Durán integrates a myriad of genres into his singular style on the album – traversing innovations that have made his music uniquely breathtaking. He points to "Claudia," a song he arranged while he was touring as musical director with Valdés, and features Paquito D’Rivera on alto saxophone, as Dizzy Gillespie’s "Night in Tunisia." "Fantasia Impromptu" is a kind of jazz-meets classical, via Brazil and Cuba, featuring D’Rivera on clarinet. “It is our way of honoring the classics – in this case, Chopin,” Durán says.
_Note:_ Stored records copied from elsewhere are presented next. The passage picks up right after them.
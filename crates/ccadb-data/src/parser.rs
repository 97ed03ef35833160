/*!
# Tabular Parser

Lenient CSV tokenizing shared by both tables:

- rows may carry fewer or more fields than the header
- stray quotes inside unquoted fields are kept literally
- whitespace around fields is stripped (trailing as well as leading, which
  CCADB values never depend on)
- blank lines are ignored
- field bytes stay opaque; UTF-8 is only checked on the fields a decoder reads

A quoted field still open at end of input is the one syntax error; it would
otherwise swallow every following row.

The first row is kept as the header; interpreting it is the schema
resolver's job.
*/

use crate::errors::{IngestError, IngestResult};
use csv::{ByteRecord, ReaderBuilder, StringRecord, Trim};

const QUOTE: u8 = b'"';
const DELIMITER: u8 = b',';

/// A fully tokenized table: a header row followed by zero or more data rows.
#[derive(Debug, Clone)]
pub struct Table {
    header: StringRecord,
    rows: Vec<ByteRecord>,
}

impl Table {
    /// Header names; bytes that are not UTF-8 are replaced, so they can
    /// never match a required column.
    pub fn header(&self) -> &StringRecord {
        &self.header
    }

    pub fn rows(&self) -> &[ByteRecord] {
        &self.rows
    }

    pub fn into_rows(self) -> Vec<ByteRecord> {
        self.rows
    }
}

/// Tokenize `bytes` into a [`Table`].
///
/// Fails with `UnterminatedQuote` when a quoted field runs to end of input,
/// with `MalformedTable` when the reader itself errors, and with
/// `EmptySource` when the input holds no rows at all.
pub fn parse_table(source_name: &str, bytes: &[u8]) -> IngestResult<Table> {
    if let Some(line) = unterminated_quote_line(bytes) {
        return Err(IngestError::UnterminatedQuote {
            source_name: source_name.to_string(),
            line,
        });
    }

    let mut rdr = ReaderBuilder::new()
        .has_headers(false)
        .flexible(true)
        .trim(Trim::All)
        .from_reader(bytes);

    let mut records = Vec::new();
    for result in rdr.byte_records() {
        let record = result.map_err(|csv| IngestError::MalformedTable {
            source_name: source_name.to_string(),
            csv,
        })?;
        records.push(record);
    }

    let mut records = records.into_iter();
    let header = records
        .next()
        .ok_or_else(|| IngestError::EmptySource(source_name.to_string()))?;

    Ok(Table {
        header: StringRecord::from_byte_record_lossy(header),
        rows: records.collect(),
    })
}

/// Line (1-based) of a quote that opens a field and is never closed.
///
/// Only a quote as the very first byte of a field opens a quoted field; a
/// doubled quote inside one is an escaped quote. Anywhere else a quote is
/// literal.
fn unterminated_quote_line(bytes: &[u8]) -> Option<usize> {
    let mut line = 1;
    let mut at_field_start = true;
    let mut open_since: Option<usize> = None;
    let mut iter = bytes.iter().copied().peekable();

    while let Some(byte) = iter.next() {
        if open_since.is_some() {
            if byte == QUOTE {
                if iter.peek() == Some(&QUOTE) {
                    iter.next();
                } else {
                    open_since = None;
                }
            }
            if byte == b'\n' {
                line += 1;
            }
            continue;
        }

        match byte {
            QUOTE if at_field_start => {
                open_since = Some(line);
                at_field_start = false;
            }
            DELIMITER | b'\r' => at_field_start = true,
            b'\n' => {
                line += 1;
                at_field_start = true;
            }
            _ => at_field_start = false,
        }
    }

    open_since
}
Of the title song, "Cry Me A River" Durán says: “Elizabeth Rodríguez is just fantastic on violin. In her solo she plays deep in the Cuban tradition and follows that with an incredible improvisation!” he says. “'Pacá por Juanito' is a tribute to Juanito Márquez,” Durán explains, “He was one of the greatest musicians of Cuba the conductor of Orquesta de la Radio y Televisión in the '60s. I learned how to arrange for big band, by studying his scores for that orchestra.” Another original is "Mambo y Tumbao." “Here, I highlight both traditional forms (mambo) and the revolutionary innovators of Cuban music – the great Bebo Valdés, who invented the ‘batanga’ rhythm, and the influential bandleader Pérez Prado. And of course, 'I Remember Mingus' is a tribute to Charles Mingus, the great composer, bassist, and bandleader. Check out Marc Rogers’ solo here,” Durán says enthusiastically.

One name missing from the performance credits is Yailin Durán, the bandleader’s daughter. “She taught me all about hand-movements… everything I know about conducting,” Durán explains. “I owe the deepest gratitude to her for all my big band music… for Cry Me A River.”